# Aim of the exercise
Among the lines below, take the one holding "let thaw = PropertyDescriptor", the one holding "ctx, &obj, current).unwrap());", and all lines between them. Set them down exactly.

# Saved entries

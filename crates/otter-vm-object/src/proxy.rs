//! Proxy exotic objects
//!
//! A proxy stores its target and handler until revoked. Revocation drops
//! both references, so every later operation sees an empty slot and throws.
//! Whether the proxy is callable or constructible is fixed at creation from
//! the target.

use parking_lot::RwLock;

use crate::context::VmContext;
use crate::error::{VmError, VmResult};
use crate::function::FunctionBuilder;
use crate::object::{ObjectKind, ObjectRef};
use crate::value::Value;

/// `[[ProxyTarget]]` and `[[ProxyHandler]]`
pub struct ProxyData {
    slots: RwLock<Option<(ObjectRef, ObjectRef)>>,
    callable: bool,
    constructor: bool,
}

impl ProxyData {
    /// Target, or `None` once revoked
    pub fn target(&self) -> Option<ObjectRef> {
        self.slots.read().as_ref().map(|(t, _)| t.clone())
    }

    /// Handler, or `None` once revoked
    pub fn handler(&self) -> Option<ObjectRef> {
        self.slots.read().as_ref().map(|(_, h)| h.clone())
    }

    /// Target and handler together, or a TypeError naming `operation`
    pub fn target_and_handler(&self, operation: &str) -> VmResult<(ObjectRef, ObjectRef)> {
        self.slots.read().clone().ok_or_else(|| {
            VmError::type_error(format!(
                "Cannot perform '{operation}' on a proxy that has been revoked"
            ))
        })
    }

    /// Check if this proxy has been revoked
    pub fn is_revoked(&self) -> bool {
        self.slots.read().is_none()
    }

    /// Revoke; later calls are no-ops.
    pub fn revoke(&self) {
        if self.slots.write().take().is_some() {
            tracing::debug!("proxy revoked");
        }
    }

    /// Target had `[[Call]]` at creation
    pub fn is_callable(&self) -> bool {
        self.callable
    }

    /// Target had `[[Construct]]` at creation
    pub fn is_constructor(&self) -> bool {
        self.constructor
    }
}

impl std::fmt::Debug for ProxyData {
    fn fmt(&self, f: &mut std::fmt::Formatter<'_>) -> std::fmt::Result {
        match self.target() {
            Some(target) => write!(f, "Proxy {{ target: {target:?} }}"),
            None => write!(f, "Proxy {{ <revoked> }}"),
        }
    }
}

/// `ProxyCreate(target, handler)`
pub fn proxy_create(target: &Value, handler: &Value) -> VmResult<ObjectRef> {
    let (Value::Object(target), Value::Object(handler)) = (target, handler) else {
        return Err(VmError::type_error(
            "Cannot create proxy with a non-object as target or handler",
        ));
    };
    let data = ProxyData {
        slots: RwLock::new(Some((target.clone(), handler.clone()))),
        callable: target.is_callable(),
        constructor: target.is_constructor(),
    };
    Ok(ObjectRef::new(ObjectKind::Proxy(data), None))
}

/// Result of `Proxy.revocable`
pub struct RevocableProxy {
    /// The proxy object
    pub proxy: ObjectRef,
    /// Native function revoking `proxy`
    pub revoke: ObjectRef,
}

/// `Proxy.revocable(target, handler)`
pub fn proxy_revocable(ctx: &VmContext, target: &Value, handler: &Value) -> VmResult<RevocableProxy> {
    let proxy = proxy_create(target, handler)?;
    let held = proxy.clone();
    let revoke = FunctionBuilder::new("", 0, move |_, _, _| {
        if let Some(data) = held.as_proxy() {
            data.revoke();
        }
        Ok(Value::undefined())
    })
    .capture(proxy.clone())
    .prototype(ctx.intrinsics().function_prototype.clone())
    .build();
    Ok(RevocableProxy { proxy, revoke })
}

#[cfg(test)]
mod tests {
    use super::*;
    use crate::runtime::VmRuntime;

    #[test]
    fn test_proxy_creation() {
        let target = Value::object(ObjectRef::ordinary(None));
        let handler = Value::object(ObjectRef::ordinary(None));
        let proxy = proxy_create(&target, &handler).unwrap();
        let data = proxy.as_proxy().unwrap();
        assert!(!data.is_revoked());
        assert!(!data.is_callable());
        assert_eq!(data.target().map(Value::object), Some(target));
    }

    #[test]
    fn test_non_object_target_rejected() {
        let handler = Value::object(ObjectRef::ordinary(None));
        let err = proxy_create(&Value::int32(1), &handler).unwrap_err();
        assert!(err.is_type_error());
    }

    #[test]
    fn test_revoke_is_idempotent() {
        let mut ctx = VmRuntime::new().create_context();
        let target = Value::object(ctx.new_object());
        let handler = Value::object(ctx.new_object());
        let RevocableProxy { proxy, revoke } = proxy_revocable(&ctx, &target, &handler).unwrap();

        let revoke = Value::object(revoke);
        ctx.call(&revoke, &Value::undefined(), &[]).unwrap();
        ctx.call(&revoke, &Value::undefined(), &[]).unwrap();

        let data = proxy.as_proxy().unwrap();
        assert!(data.is_revoked());
        assert!(data.target().is_none());
        assert!(data.target_and_handler("get").unwrap_err().is_type_error());
    }
}
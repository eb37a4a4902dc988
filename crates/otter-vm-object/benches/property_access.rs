//! Property access benchmarks
//!
//! Measures the dispatch path for ordinary, inherited and proxied lookups.
//!
//! Run with: `cargo bench -p otter-vm-object property_access`

use criterion::{BenchmarkId, Criterion, criterion_group, criterion_main};
use otter_vm_object::operations;
use otter_vm_object::proxy::proxy_create;
use otter_vm_object::{ObjectRef, PropertyKey, Value, VmContext, VmRuntime};
use std::hint::black_box;

fn create_test_context() -> VmContext {
    VmRuntime::new().create_context()
}

fn bench_ordinary(c: &mut Criterion) {
    let mut ctx = create_test_context();
    let obj = ctx.new_object();
    let key = PropertyKey::intern("x");
    operations::create_data_property_or_throw(&mut ctx, &obj, &key, Value::int32(1)).unwrap();

    c.bench_function("ordinary_get", |b| {
        b.iter(|| operations::get(&mut ctx, black_box(&obj), black_box(&key)).unwrap())
    });
    c.bench_function("ordinary_set", |b| {
        b.iter(|| operations::set(&mut ctx, black_box(&obj), black_box(&key), Value::int32(2), true).unwrap())
    });
}

fn bench_prototype_chain(c: &mut Criterion) {
    let mut group = c.benchmark_group("prototype_chain_get");
    for depth in [1usize, 4, 16] {
        let mut ctx = create_test_context();
        let root = ctx.new_object();
        let key = PropertyKey::intern("inherited");
        operations::create_data_property_or_throw(&mut ctx, &root, &key, Value::int32(1)).unwrap();
        let mut leaf = root;
        for _ in 0..depth {
            leaf = ObjectRef::ordinary(Some(leaf));
        }
        group.bench_with_input(BenchmarkId::new("depth", depth), &depth, |b, _| {
            b.iter(|| operations::get(&mut ctx, black_box(&leaf), black_box(&key)).unwrap())
        });
    }
    group.finish();
}

fn bench_proxy_forwarding(c: &mut Criterion) {
    let mut ctx = create_test_context();
    let target = ctx.new_object();
    let key = PropertyKey::intern("x");
    operations::create_data_property_or_throw(&mut ctx, &target, &key, Value::int32(1)).unwrap();
    let handler = Value::object(ctx.new_object());
    let proxy = proxy_create(&Value::object(target), &handler).unwrap();

    c.bench_function("proxy_forwarded_get", |b| {
        b.iter(|| operations::get(&mut ctx, black_box(&proxy), black_box(&key)).unwrap())
    });
}

criterion_group!(benches, bench_ordinary, bench_prototype_chain, bench_proxy_forwarding);
criterion_main!(benches);
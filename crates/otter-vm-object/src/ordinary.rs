//! Ordinary object internal methods
//!
//! These are the default algorithms every object kind starts from. Where an
//! algorithm needs another internal method of the same object (for example
//! `[[Get]]` asking `[[GetOwnProperty]]`), it goes back through dispatch so
//! exotic overrides stay in effect.

use rustc_hash::FxHashSet;

use crate::context::VmContext;
use crate::descriptor::{Property, PropertyAttributes, PropertyDescriptor};
use crate::error::VmResult;
use crate::object::ObjectRef;
use crate::operations;
use crate::property_key::PropertyKey;
use crate::property_table::PropertyTable;
use crate::value::{Value, same_value};

/// `OrdinaryGetPrototypeOf`
pub fn ordinary_get_prototype_of(
    _ctx: &mut VmContext,
    obj: &ObjectRef,
) -> VmResult<Option<ObjectRef>> {
    Ok(obj.prototype())
}

/// `OrdinarySetPrototypeOf`
///
/// Returns `false` for a non-extensible object or when `proto` would close
/// a cycle. The walk stops at the first proxy, whose prototype is not known
/// without running traps.
pub fn ordinary_set_prototype_of(
    _ctx: &mut VmContext,
    obj: &ObjectRef,
    proto: Option<ObjectRef>,
) -> VmResult<bool> {
    if obj.prototype() == proto {
        return Ok(true);
    }
    if !obj.extensible_flag() {
        return Ok(false);
    }

    let mut visited = FxHashSet::default();
    let mut cursor = proto.clone();
    while let Some(p) = cursor {
        if p.ptr_eq(obj) {
            tracing::debug!(object = ?obj, "prototype cycle rejected");
            return Ok(false);
        }
        if p.as_proxy().is_some() || !visited.insert(p.addr()) {
            break;
        }
        cursor = p.prototype();
    }

    obj.data_mut().prototype = proto;
    Ok(true)
}

/// `OrdinaryIsExtensible`
pub fn ordinary_is_extensible(_ctx: &mut VmContext, obj: &ObjectRef) -> VmResult<bool> {
    Ok(obj.extensible_flag())
}

/// `OrdinaryPreventExtensions`
pub fn ordinary_prevent_extensions(_ctx: &mut VmContext, obj: &ObjectRef) -> VmResult<bool> {
    obj.data_mut().extensible = false;
    Ok(true)
}

/// `OrdinaryGetOwnProperty`
pub fn ordinary_get_own_property(
    _ctx: &mut VmContext,
    obj: &ObjectRef,
    key: &PropertyKey,
) -> VmResult<Option<PropertyDescriptor>> {
    Ok(obj
        .data()
        .properties
        .get(key)
        .map(PropertyDescriptor::from_property))
}

/// `OrdinaryDefineOwnProperty`
pub fn ordinary_define_own_property(
    _ctx: &mut VmContext,
    obj: &ObjectRef,
    key: &PropertyKey,
    desc: &PropertyDescriptor,
) -> VmResult<bool> {
    let mut data = obj.data_mut();
    let extensible = data.extensible;
    let current = data
        .properties
        .get(key)
        .map(PropertyDescriptor::from_property);
    Ok(validate_and_apply_property_descriptor(
        Some((&mut data.properties, key)),
        extensible,
        desc,
        current.as_ref(),
    ))
}

/// `IsCompatiblePropertyDescriptor`
pub fn is_compatible_property_descriptor(
    extensible: bool,
    desc: &PropertyDescriptor,
    current: Option<&PropertyDescriptor>,
) -> bool {
    validate_and_apply_property_descriptor(None, extensible, desc, current)
}

/// `ValidateAndApplyPropertyDescriptor`
///
/// `current` must be complete when present. With `target` absent this only
/// validates.
pub fn validate_and_apply_property_descriptor(
    target: Option<(&mut PropertyTable, &PropertyKey)>,
    extensible: bool,
    desc: &PropertyDescriptor,
    current: Option<&PropertyDescriptor>,
) -> bool {
    let Some(current) = current else {
        if !extensible {
            return false;
        }
        if let Some((table, key)) = target {
            table.insert(key.clone(), desc.to_property());
        }
        return true;
    };

    if desc.is_empty() {
        return true;
    }

    if !current.is_configurable() {
        if desc.configurable == Some(true) {
            return false;
        }
        if desc.enumerable.is_some_and(|e| Some(e) != current.enumerable) {
            return false;
        }
        if !desc.is_generic_descriptor()
            && desc.is_accessor_descriptor() != current.is_accessor_descriptor()
        {
            return false;
        }
        if current.is_accessor_descriptor() {
            if let Some(get) = &desc.get
                && !same_accessor(get, current.get.as_ref())
            {
                return false;
            }
            if let Some(set) = &desc.set
                && !same_accessor(set, current.set.as_ref())
            {
                return false;
            }
        } else if !current.is_writable() {
            if desc.writable == Some(true) {
                return false;
            }
            if let (Some(new), Some(old)) = (&desc.value, &current.value)
                && !same_value(new, old)
            {
                return false;
            }
        }
    }

    let Some((table, key)) = target else {
        return true;
    };

    let enumerable = desc.enumerable.unwrap_or(current.is_enumerable());
    let configurable = desc.configurable.unwrap_or(current.is_configurable());

    let merged = if current.is_data_descriptor() && desc.is_accessor_descriptor() {
        Property::accessor(
            desc.get.clone().flatten(),
            desc.set.clone().flatten(),
            enumerable,
            configurable,
        )
    } else if current.is_accessor_descriptor() && desc.is_data_descriptor() {
        Property::data_with_attrs(
            desc.value.clone().unwrap_or_default(),
            PropertyAttributes::new(desc.is_writable(), enumerable, configurable),
        )
    } else {
        let mut property = current.to_property();
        match &mut property {
            Property::Data { value, attributes } => {
                if let Some(v) = &desc.value {
                    *value = v.clone();
                }
                if let Some(w) = desc.writable {
                    attributes.writable = w;
                }
            }
            Property::Accessor { get, set, .. } => {
                if let Some(g) = &desc.get {
                    *get = g.clone();
                }
                if let Some(s) = &desc.set {
                    *set = s.clone();
                }
            }
        }
        let attributes = property.attributes_mut();
        attributes.enumerable = enumerable;
        attributes.configurable = configurable;
        property
    };
    table.insert(key.clone(), merged);
    true
}

fn same_accessor(new: &Option<ObjectRef>, current: Option<&Option<ObjectRef>>) -> bool {
    let current = current.cloned().flatten();
    new.clone() == current
}

/// `OrdinaryHasProperty`
pub fn ordinary_has_property(
    ctx: &mut VmContext,
    obj: &ObjectRef,
    key: &PropertyKey,
) -> VmResult<bool> {
    if obj.internal_get_own_property(ctx, key)?.is_some() {
        return Ok(true);
    }
    match obj.internal_get_prototype_of(ctx)? {
        Some(parent) => parent.internal_has_property(ctx, key),
        None => Ok(false),
    }
}

/// `OrdinaryGet`
///
/// Getters run with `this = receiver`, which differs from `obj` for
/// inherited properties and for `Reflect.get` with an explicit receiver.
pub fn ordinary_get(
    ctx: &mut VmContext,
    obj: &ObjectRef,
    key: &PropertyKey,
    receiver: &Value,
) -> VmResult<Value> {
    let Some(desc) = obj.internal_get_own_property(ctx, key)? else {
        return match obj.internal_get_prototype_of(ctx)? {
            Some(parent) => parent.internal_get(ctx, key, receiver),
            None => Ok(Value::undefined()),
        };
    };
    if desc.is_data_descriptor() {
        return Ok(desc.value.unwrap_or_default());
    }
    match desc.get.flatten() {
        Some(getter) => operations::call(ctx, &Value::object(getter), receiver, &[]),
        None => Ok(Value::undefined()),
    }
}

/// `OrdinarySet`
pub fn ordinary_set(
    ctx: &mut VmContext,
    obj: &ObjectRef,
    key: &PropertyKey,
    value: Value,
    receiver: &Value,
) -> VmResult<bool> {
    let own_desc = obj.internal_get_own_property(ctx, key)?;
    ordinary_set_with_own_descriptor(ctx, obj, key, value, receiver, own_desc)
}

/// `OrdinarySetWithOwnDescriptor`
pub fn ordinary_set_with_own_descriptor(
    ctx: &mut VmContext,
    obj: &ObjectRef,
    key: &PropertyKey,
    value: Value,
    receiver: &Value,
    own_desc: Option<PropertyDescriptor>,
) -> VmResult<bool> {
    let own_desc = match own_desc {
        Some(desc) => desc,
        None => match obj.internal_get_prototype_of(ctx)? {
            Some(parent) => return parent.internal_set(ctx, key, value, receiver),
            None => PropertyDescriptor::data(Value::undefined(), true, true, true),
        },
    };

    if own_desc.is_data_descriptor() {
        if !own_desc.is_writable() {
            return Ok(false);
        }
        let Value::Object(receiver_obj) = receiver else {
            return Ok(false);
        };
        return match receiver_obj.internal_get_own_property(ctx, key)? {
            Some(existing) => {
                if existing.is_accessor_descriptor() || !existing.is_writable() {
                    return Ok(false);
                }
                receiver_obj.internal_define_own_property(
                    ctx,
                    key,
                    &PropertyDescriptor::value_only(value),
                )
            }
            None => operations::create_data_property(ctx, receiver_obj, key, value),
        };
    }

    match own_desc.set.flatten() {
        Some(setter) => {
            operations::call(ctx, &Value::object(setter), receiver, &[value])?;
            Ok(true)
        }
        None => Ok(false),
    }
}

/// `OrdinaryDelete`
pub fn ordinary_delete(ctx: &mut VmContext, obj: &ObjectRef, key: &PropertyKey) -> VmResult<bool> {
    let Some(desc) = obj.internal_get_own_property(ctx, key)? else {
        return Ok(true);
    };
    if desc.is_configurable() {
        obj.remove_property(key);
        return Ok(true);
    }
    Ok(false)
}

/// `OrdinaryOwnPropertyKeys`
pub fn ordinary_own_property_keys(
    _ctx: &mut VmContext,
    obj: &ObjectRef,
) -> VmResult<Vec<PropertyKey>> {
    Ok(obj.data().properties.keys())
}

#[cfg(test)]
mod tests {
    use super::*;
    use crate::runtime::VmRuntime;

    fn setup() -> VmContext {
        VmRuntime::new().create_context()
    }

    fn frozen_data(value: Value) -> PropertyDescriptor {
        PropertyDescriptor::data(value, false, false, false)
    }

    #[test]
    fn test_define_on_non_extensible_fails() {
        let mut ctx = setup();
        let obj = ctx.new_object();
        ordinary_prevent_extensions(&mut ctx, &obj).unwrap();
        let ok = ordinary_define_own_property(
            &mut ctx,
            &obj,
            &PropertyKey::string("x"),
            &PropertyDescriptor::value_only(Value::int32(1)),
        )
        .unwrap();
        assert!(!ok);
    }

    #[test]
    fn test_non_configurable_restrictions() {
        let key = PropertyKey::string("p");
        let current = frozen_data(Value::int32(5));

        let same = PropertyDescriptor::value_only(Value::int32(5));
        assert!(is_compatible_property_descriptor(true, &same, Some(&current)));

        let different = PropertyDescriptor::value_only(Value::int32(6));
        assert!(!is_compatible_property_descriptor(true, &different, Some(&current)));

        let make_writable = PropertyDescriptor {
            writable: Some(true),
            ..Default::default()
        };
        assert!(!is_compatible_property_descriptor(true, &make_writable, Some(&current)));

        let make_configurable = PropertyDescriptor {
            configurable: Some(true),
            ..Default::default()
        };
        assert!(!is_compatible_property_descriptor(true, &make_configurable, Some(&current)));

        let to_accessor = PropertyDescriptor {
            get: Some(None),
            ..Default::default()
        };
        assert!(!is_compatible_property_descriptor(true, &to_accessor, Some(&current)));

        let mut table = PropertyTable::new();
        table.insert(key.clone(), current.to_property());
        assert!(validate_and_apply_property_descriptor(
            Some((&mut table, &key)),
            true,
            &PropertyDescriptor::default(),
            Some(&current)
        ));
    }

    #[test]
    fn test_non_configurable_writable_may_become_read_only() {
        let mut ctx = setup();
        let obj = ctx.new_object();
        let key = PropertyKey::string("v");
        let initial = PropertyDescriptor::data(Value::int32(1), true, true, false);
        assert!(ordinary_define_own_property(&mut ctx, &obj, &key, &initial).unwrap());

        let freeze = PropertyDescriptor {
            value: Some(Value::int32(2)),
            writable: Some(false),
            ..Default::default()
        };
        assert!(ordinary_define_own_property(&mut ctx, &obj, &key, &freeze).unwrap());

        let thaw = PropertyDescriptor {
            writable: Some(true),
            ..Default::default()
        };
        assert!(!ordinary_define_own_property(&mut ctx, &obj, &key, &thaw).unwrap());
        let stored = obj.own_property(&key).unwrap();
        assert_eq!(stored.value(), Some(&Value::int32(2)));
        assert!(stored.is_enumerable());
    }

    #[test]
    fn test_data_to_accessor_conversion_keeps_flags() {
        let mut ctx = setup();
        let obj = ctx.new_object();
        let key = PropertyKey::string("k");
        obj.insert_property(
            key.clone(),
            Property::data_with_attrs(Value::int32(1), PropertyAttributes::new(true, false, true)),
        );
        let to_accessor = PropertyDescriptor {
            get: Some(None),
            ..Default::default()
        };
        assert!(ordinary_define_own_property(&mut ctx, &obj, &key, &to_accessor).unwrap());
        let stored = obj.own_property(&key).unwrap();
        assert!(stored.is_accessor());
        assert!(!stored.is_enumerable());
        assert!(stored.is_configurable());
    }

    #[test]
    fn test_set_prototype_rejects_cycle() {
        let mut ctx = setup();
        let a = ctx.new_object();
        let b = ObjectRef::ordinary(Some(a.clone()));
        assert!(!ordinary_set_prototype_of(&mut ctx, &a, Some(b.clone())).unwrap());
        assert!(!ordinary_set_prototype_of(&mut ctx, &a, Some(a.clone())).unwrap());
        assert!(ordinary_set_prototype_of(&mut ctx, &b, None).unwrap());
        assert!(ordinary_set_prototype_of(&mut ctx, &a, Some(b)).unwrap());
    }

    #[test]
    fn test_set_prototype_on_non_extensible() {
        let mut ctx = setup();
        let obj = ctx.new_object();
        let current = obj.prototype();
        ordinary_prevent_extensions(&mut ctx, &obj).unwrap();
        assert!(ordinary_set_prototype_of(&mut ctx, &obj, current).unwrap());
        assert!(!ordinary_set_prototype_of(&mut ctx, &obj, None).unwrap());
    }

    #[test]
    fn test_delete_respects_configurable() {
        let mut ctx = setup();
        let obj = ctx.new_object();
        let key = PropertyKey::string("fixed");
        obj.insert_property(
            key.clone(),
            Property::data_with_attrs(Value::null(), PropertyAttributes::frozen()),
        );
        assert!(!ordinary_delete(&mut ctx, &obj, &key).unwrap());
        assert!(ordinary_delete(&mut ctx, &obj, &PropertyKey::string("missing")).unwrap());
    }
}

# Response to the exercise
        let thaw = PropertyDescriptor {
            writable: Some(true),
            ..Default::default()
        };
        assert!(!ordinary_define_own_property(&mut ctx, &obj, &key, &thaw).unwrap());
        let stored = obj.own_property(&key).unwrap();
        assert_eq!(stored.value(), Some(&Value::int32(2)));
        assert!(stored.is_enumerable());
    }

    #[test]
    fn test_data_to_accessor_conversion_keeps_flags() {
        let mut ctx = setup();
        let obj = ctx.new_object();
        let key = PropertyKey::string("k");
        obj.insert_property(
            key.clone(),
            Property::data_with_attrs(Value::int32(1), PropertyAttributes::new(true, false, true)),
        );
        let to_accessor = PropertyDescriptor {
            get: Some(None),
            ..Default::default()
        };
        assert!(ordinary_define_own_property(&mut ctx, &obj, &key, &to_accessor).unwrap());
        let stored = obj.own_property(&key).unwrap();
        assert!(stored.is_accessor());
        assert!(!stored.is_enumerable());
        assert!(stored.is_configurable());
    }

    #[test]
    fn test_set_prototype_rejects_cycle() {
        let mut ctx = setup();
        let a = ctx.new_object();
        let b = ObjectRef::ordinary(Some(a.clone()));
        assert!(!ordinary_set_prototype_of(&mut ctx, &a, Some(b.clone())).unwrap());
        assert!(!ordinary_set_prototype_of(&mut ctx, &a, Some(a.clone())).unwrap());
        assert!(ordinary_set_prototype_of(&mut ctx, &b, None).unwrap());
        assert!(ordinary_set_prototype_of(&mut ctx, &a, Some(b)).unwrap());
    }

    #[test]
    fn test_set_prototype_on_non_extensible() {
        let mut ctx = setup();
        let obj = ctx.new_object();
        let current = obj.prototype();
        ordinary_prevent_extensions(&mut ctx, &obj).unwrap();
        assert!(ordinary_set_prototype_of(&mut ctx, &obj, current).unwrap());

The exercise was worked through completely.